Substances are just complex procedural graphs. Ask yourself why you would need complex procedural textures as opposed to bitmaps and you’ve got your answer. I don’t know if you’re aware of this (honestly, not being smug) but they are not converted to bitmaps before rendering, they stay procedural. Which, come to think of it, makes me pretty sure they wouldn’t work with GPU rendering anyway.

Exactly. Blender already has a better (in my view) Painting workflow. You really do NOT need those extra redundant brushes and stuff.

Basically, if you are a talented artists, you only need the ESSENTIALS. And Blender got you covered.

Sorry but if you believe Substance is just about PBR texture painting you are only looking at the tip of the iceberg.

With some testing, we came up with a methodology of batch baking substances per UV tile (UDIMs). Using parametric substances we could design a surfacing pipeline which could create a new set of textures far quicker than hand painting. We could re-run these Substances each time there was a modeling update.

All the textures for the Animus were procedural; no bitmap textures were used. It was surprising how quickly I could match onset references using a combination of shipped Substance Designer nodes and custom ones I made.
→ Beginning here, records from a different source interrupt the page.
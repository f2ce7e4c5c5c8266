//! Transport adapters.
//!
//! Each transport moves newline-delimited messages between a byte stream and
//! [`McpRouter::handle`](crate::mcp::McpRouter::handle). Messages from one stream
//! are handled strictly in order: the next line is not read until the previous
//! response has been written.

pub mod stdio;
pub mod tcp;

pub use stdio::run_stdio;
pub use tcp::serve_tcp;

use crate::Result;
use crate::mcp::McpRouter;
use std::sync::Arc;
use tokio::io::{AsyncBufRead, AsyncBufReadExt, AsyncWrite, AsyncWriteExt};

/// Serve newline-delimited JSON-RPC over `reader`/`writer` until EOF.
///
/// Blank lines are skipped. Lines that are not valid UTF-8 are decoded lossily
/// and handed to the router like any other message. Each message runs on the
/// blocking pool because the router does synchronous file I/O.
pub async fn serve_lines<R, W>(router: Arc<McpRouter>, mut reader: R, mut writer: W) -> Result<()>
where
    R: AsyncBufRead + Unpin,
    W: AsyncWrite + Unpin,
{
    let mut buf = Vec::new();

    loop {
        buf.clear();
        if reader.read_until(b'\n', &mut buf).await? == 0 {
            break;
        }

        let line = match String::from_utf8(std::mem::take(&mut buf)) {
            Ok(line) => line,
            Err(e) => {
                tracing::warn!("Message is not valid UTF-8, decoding lossily");
                String::from_utf8_lossy(e.as_bytes()).into_owned()
            }
        };
        let line = line.trim().to_string();
        if line.is_empty() {
            continue;
        }

        let handler = Arc::clone(&router);
        let response = match tokio::task::spawn_blocking(move || handler.handle(&line)).await {
            Ok(response) => response,
            Err(e) => {
                tracing::error!("Message handler task failed: {}", e);
                continue;
            }
        };

        if let Some(response) = response {
            writer.write_all(response.as_bytes()).await?;
            writer.write_all(b"\n").await?;
            writer.flush().await?;
        }
    }

    Ok(())
}

#[cfg(test)]
mod tests {
    use super::*;
    use crate::core::config::ServerConfig;
    use serde_json::Value;
    use tokio::io::BufReader;

    #[tokio::test]
    async fn test_serve_lines_answers_in_order_and_skips_notifications() {
        let dir = tempfile::tempdir().unwrap();
        let router = Arc::new(McpRouter::from_config(&ServerConfig::with_store_path(dir.path())).unwrap());

        let input = concat!(
            r#"{"jsonrpc":"2.0","id":1,"method":"initialize"}"#,
            "\n\n",
            r#"{"jsonrpc":"2.0","method":"notifications/initialized"}"#,
            "\n",
            r#"{"jsonrpc":"2.0","id":2,"method":"tools/list"}"#,
            "\n",
        );

        let mut output = Vec::new();
        serve_lines(router, BufReader::new(input.as_bytes()), &mut output)
            .await
            .unwrap();

        let text = String::from_utf8(output).unwrap();
        let responses: Vec<Value> = text.lines().map(|line| serde_json::from_str(line).unwrap()).collect();
        assert_eq!(responses.len(), 2);
        assert_eq!(responses[0]["id"], 1);
        assert_eq!(responses[1]["id"], 2);
    }

    #[tokio::test]
    async fn test_invalid_utf8_line_does_not_end_the_session() {
        let dir = tempfile::tempdir().unwrap();
        let router = Arc::new(McpRouter::from_config(&ServerConfig::with_store_path(dir.path())).unwrap());

        let mut input = Vec::new();
        input.extend_from_slice(b"{\"jsonrpc\":\"2.0\",\"id\":1,\"method\":\"tools/call\",\"params\":{\"name\":\"read_file\",\"arguments\":{\"filename\":\"caf\xFF.txt\"}}}\n");
        input.extend_from_slice(b"\xFF\xFE garbage\n");
        input.extend_from_slice(br#"{"jsonrpc":"2.0","id":2,"method":"prompts/list"}"#);
        input.push(b'\n');

        let mut output = Vec::new();
        serve_lines(router, BufReader::new(input.as_slice()), &mut output)
            .await
            .unwrap();

        let text = String::from_utf8(output).unwrap();
        let responses: Vec<Value> = text.lines().map(|line| serde_json::from_str(line).unwrap()).collect();
        assert_eq!(responses.len(), 3);

        assert_eq!(responses[0]["id"], 1);
        assert_eq!(responses[0]["result"]["isError"], true);

        assert_eq!(responses[1]["id"], "1");
        assert_eq!(responses[1]["error"]["code"], -32603);

        assert_eq!(responses[2]["id"], 2);
        assert_eq!(responses[2]["result"]["prompts"], serde_json::json!([]));
    }

    #[tokio::test]
    async fn test_last_line_without_newline_is_served() {
        let dir = tempfile::tempdir().unwrap();
        let router = Arc::new(McpRouter::from_config(&ServerConfig::with_store_path(dir.path())).unwrap());

        let input = br#"{"jsonrpc":"2.0","id":3,"method":"resources/list"}"#;
        let mut output = Vec::new();
        serve_lines(router, BufReader::new(&input[..]), &mut output)
            .await
            .unwrap();

        let value: Value = serde_json::from_str(String::from_utf8(output).unwrap().trim()).unwrap();
        assert_eq!(value["id"], 3);
    }
}
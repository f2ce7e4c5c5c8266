//! MIME type detection and category inference.
//!
//! Maps file extensions to MIME types and to the coarse categories used by the
//! metadata catalog, and derives default tags from file names.

use once_cell::sync::Lazy;
use std::collections::HashMap;
use std::path::Path;

pub const PLAIN_TEXT_MIME_TYPE: &str = "text/plain";
pub const MARKDOWN_MIME_TYPE: &str = "text/markdown";
pub const HTML_MIME_TYPE: &str = "text/html";
pub const PDF_MIME_TYPE: &str = "application/pdf";
pub const JSON_MIME_TYPE: &str = "application/json";
pub const OCTET_STREAM_MIME_TYPE: &str = "application/octet-stream";

/// Extension to MIME type mapping for the formats the store cares about most.
static EXT_TO_MIME: Lazy<HashMap<&'static str, &'static str>> = Lazy::new(|| {
    let mut m = HashMap::new();

    m.insert("txt", PLAIN_TEXT_MIME_TYPE);
    m.insert("log", PLAIN_TEXT_MIME_TYPE);
    m.insert("md", MARKDOWN_MIME_TYPE);
    m.insert("markdown", MARKDOWN_MIME_TYPE);
    m.insert("html", HTML_MIME_TYPE);
    m.insert("htm", HTML_MIME_TYPE);
    m.insert("csv", "text/csv");
    m.insert("json", JSON_MIME_TYPE);
    m.insert("yaml", "application/x-yaml");
    m.insert("yml", "application/x-yaml");
    m.insert("toml", "application/toml");
    m.insert("xml", "application/xml");
    m.insert("rst", "text/x-rst");

    m.insert("pdf", PDF_MIME_TYPE);
    m.insert("rtf", "application/rtf");
    m.insert(
        "docx",
        "application/vnd.openxmlformats-officedocument.wordprocessingml.document",
    );
    m.insert("doc", "application/msword");
    m.insert("xlsx", "application/vnd.openxmlformats-officedocument.spreadsheetml.sheet");
    m.insert("xls", "application/vnd.ms-excel");
    m.insert(
        "pptx",
        "application/vnd.openxmlformats-officedocument.presentationml.presentation",
    );
    m.insert("ppt", "application/vnd.ms-powerpoint");

    m.insert("jpg", "image/jpeg");
    m.insert("jpeg", "image/jpeg");
    m.insert("png", "image/png");
    m.insert("gif", "image/gif");
    m.insert("bmp", "image/bmp");
    m.insert("webp", "image/webp");
    m.insert("svg", "image/svg+xml");

    m.insert("mp4", "video/mp4");
    m.insert("avi", "video/x-msvideo");
    m.insert("mov", "video/quicktime");
    m.insert("mp3", "audio/mpeg");
    m.insert("wav", "audio/wav");

    m.insert("zip", "application/zip");
    m.insert("rar", "application/vnd.rar");

    m
});

/// Category assigned to a file by its extension.
static EXT_TO_CATEGORY: Lazy<HashMap<&'static str, &'static str>> = Lazy::new(|| {
    let mut m = HashMap::new();

    for ext in ["pdf", "rtf", "docx", "doc"] {
        m.insert(ext, "document");
    }
    for ext in ["txt", "md"] {
        m.insert(ext, "text");
    }
    for ext in ["xlsx", "xls"] {
        m.insert(ext, "spreadsheet");
    }
    for ext in ["pptx", "ppt"] {
        m.insert(ext, "presentation");
    }
    for ext in ["jpg", "jpeg", "png", "gif"] {
        m.insert(ext, "image");
    }
    for ext in ["mp4", "avi", "mov"] {
        m.insert(ext, "video");
    }
    for ext in ["mp3", "wav"] {
        m.insert(ext, "audio");
    }
    for ext in ["zip", "rar"] {
        m.insert(ext, "archive");
    }

    m
});

/// Filename keywords and the tag each one adds.
const KEYWORD_TAGS: &[(&[&str], &str)] = &[
    (&["report"], "report"),
    (&["spec", "requirement"], "specification"),
    (&["manual", "guide"], "guide"),
    (&["contract", "agreement"], "legal"),
    (&["budget", "financial"], "finance"),
    (&["meeting", "notes"], "meeting"),
];

/// Category used when the extension is not recognized.
pub const DEFAULT_CATEGORY: &str = "other";

/// Detect the MIME type of a path from its extension.
///
/// Falls back to `mime_guess`, then to `application/octet-stream`.
pub fn detect_mime_type(path: impl AsRef<Path>) -> String {
    let path = path.as_ref();
    let extension = path.extension().and_then(|ext| ext.to_str()).map(|s| s.to_lowercase());

    if let Some(ext) = &extension
        && let Some(mime_type) = EXT_TO_MIME.get(ext.as_str())
    {
        return mime_type.to_string();
    }

    mime_guess::from_path(path)
        .first()
        .map(|mime| mime.to_string())
        .unwrap_or_else(|| OCTET_STREAM_MIME_TYPE.to_string())
}

/// Category for a lower-cased extension (`"pdf"` → `"document"`).
pub fn category_for_extension(extension: &str) -> &'static str {
    EXT_TO_CATEGORY
        .get(extension.to_lowercase().as_str())
        .copied()
        .unwrap_or(DEFAULT_CATEGORY)
}

/// Default tags for a file: its extension followed by keyword tags from the name.
///
/// Keywords are matched case-insensitively against the whole identifier. A tag is
/// added at most once.
pub fn default_tags(filename: &str) -> Vec<String> {
    let lower = filename.to_lowercase();
    let mut tags = Vec::new();

    if let Some(ext) = Path::new(&lower).extension().and_then(|ext| ext.to_str())
        && !ext.is_empty()
    {
        tags.push(ext.to_string());
    }

    for (keywords, tag) in KEYWORD_TAGS {
        if keywords.iter().any(|keyword| lower.contains(keyword)) && !tags.iter().any(|t| t == tag) {
            tags.push((*tag).to_string());
        }
    }

    tags
}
I’m currently developing a new suite of tools which will form the framework for far more complex Substances. An example of one of the tools is a dripping rust Substance which will always flow over the model due to gravity regardless of UV orientation or scale.

Sure enough, they were also baking to bitmpaps before rendering. Still the procedural workflow had a lot to offer.

It would be great if one day, in this forum, the work and workflow of other users would be respected. And don’t let anyone say that if you don’t work in the same way as him then you’re not a talented artist. Like that’s a valid argument.

It would be nice if people would try to understand that there’s a world of 7 billion people out there.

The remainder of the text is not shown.